My work is focused on rebuilding the regional food systems in the following ways:
1. Engaging urbanites about the importance of regional food systems, this includes developing programs that demonstrate and encourage urban agriculture and help facilitate direct trade relationships like CSA’s and farmers markets, or efforts that tell the story of our local food producers and processors.
2. Scaling small food producers, normally this is facilitating market access to new local market opportunities including institutions and connecting local business owners to resources including: grants, space, and collaborative opportunities.
3. Reconnecting export focused producers and processors to the local marketplace. Frequently when small companies grow into medium or large companies they are forgotten, or excluded from the “local” food scene in Alberta, this has resulted in “local food” being limited to small and start-up food companies and local food being dismissed as an economic driver.
My fear is we figure out how to cheaply feed 9 billion by 2050 and it means we are all drinking some “life-saving” wonder formula and eating burgers grown in a lab while we all reminisce about the “good old days” when food came from farms.
What is your comfort food?
Potatoes. I love them anyway – boiled, baked, BBQ’d, deep fried, scalloped, mashed, plain or fancy. I’m pretty sure I’ve never met a potato I didn’t like. Potatoes would be followed closely by cheese or tomatoes (in season). Personally I feel that cheese should be its own food group and this time of year I eat tomatoes every day – I love them.

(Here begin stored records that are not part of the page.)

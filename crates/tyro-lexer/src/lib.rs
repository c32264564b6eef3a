// SPDX-License-Identifier: (MIT OR Apache-2.0)
//! Lexer for the Tyro language.
//!
//! Tokenizes source code into a stream of tokens for the parser.

mod lexer;

pub use lexer::{LexError, LexErrorKind, LexResult, Lexer};
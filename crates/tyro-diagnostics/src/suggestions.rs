// SPDX-License-Identifier: (MIT OR Apache-2.0)
//! Did-you-mean suggestions for misspelled names.

/// Compute edit distance (Levenshtein) between two strings.
fn edit_distance(a: &str, b: &str) -> usize {
    let a: Vec<char> = a.chars().collect();
    let b: Vec<char> = b.chars().collect();

    if a.is_empty() {
        return b.len();
    }
    if b.is_empty() {
        return a.len();
    }

    let mut prev: Vec<usize> = (0..=b.len()).collect();
    let mut curr = vec![0; b.len() + 1];

    for (i, a_ch) in a.iter().enumerate() {
        curr[0] = i + 1;
        for (j, b_ch) in b.iter().enumerate() {
            let cost = if a_ch == b_ch { 0 } else { 1 };
            curr[j + 1] = (prev[j + 1] + 1).min(curr[j] + 1).min(prev[j] + cost);
        }
        std::mem::swap(&mut prev, &mut curr);
    }

    prev[b.len()]
}

/// The candidate closest to `name`, if any is close enough.
///
/// Ties go to the earliest candidate, so callers pass innermost names first.
pub fn closest_match<'a>(name: &str, candidates: impl IntoIterator<Item = &'a str>) -> Option<&'a str> {
    let max_distance = match name.chars().count() {
        0..=2 => 1,
        3..=5 => 2,
        _ => 3,
    };

    let mut best: Option<(&str, usize)> = None;
    for candidate in candidates {
        if candidate == name {
            continue;
        }
        if name.chars().count().abs_diff(candidate.chars().count()) > max_distance {
            continue;
        }
        let dist = edit_distance(name, candidate);
        let better = match best {
            Some((_, best_dist)) => dist < best_dist,
            None => true,
        };
        if dist <= max_distance && better {
            best = Some((candidate, dist));
        }
    }

    best.map(|(closest, _)| closest)
}

#[cfg(test)]
mod tests {
    use super::*;

    #[test]
    fn test_closest_match() {
        let candidates = ["select", "add", "counter", "value"];

        assert_eq!(closest_match("selct", candidates), Some("select"));
        assert_eq!(closest_match("ad", candidates), Some("add"));
        assert_eq!(closest_match("xyz", candidates), None);
    }

    #[test]
    fn first_candidate_wins_ties() {
        assert_eq!(closest_match("xa", ["xb", "xc"]), Some("xb"));
    }

    #[test]
    fn test_edit_distance() {
        assert_eq!(edit_distance("kitten", "sitting"), 3);
        assert_eq!(edit_distance("", "hello"), 5);
        assert_eq!(edit_distance("abc", "abc"), 0);
        assert_eq!(edit_distance("abc", "abd"), 1);
    }
}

Who should we be watching for inspiration, ideas, vision about the future of food?
Everyone! For emerging culinary trends, look to food trucks, farmers markets and Scandinavian countries. For food production and processing innovation and vision, I see it emerging from mega cities and the far north and the global south – it seems that with food necessity is frequently the mother of invention.
About the author
Jessie Radies has built a reputation as an entrepreneurial, innovative and creative leader and a relentless advocate for local food and independent business. She has over 30 years of restaurant experience and 10 years of community development experience. Jessie is a BALLE Fellow; this fellowship has resulted in Jessie actively collaborating with international thought leaders on Community Economic Development programs, processes and economic policy issues. Jessie works in the Edmonton region on strategic projects that foster local food system and community economic development, in her spare time she keeps one foot on her soap box and dabbles in rabble rousing and trouble making.
This blog is part of the Future of Food series. We wanted to know: what will food in the future look like? Where are we going, where do we want to be going, and what can we do to change the course? Over the next six months, we are handing the microphone over to 12 leading food thinkers in Canada to help answer these important questions.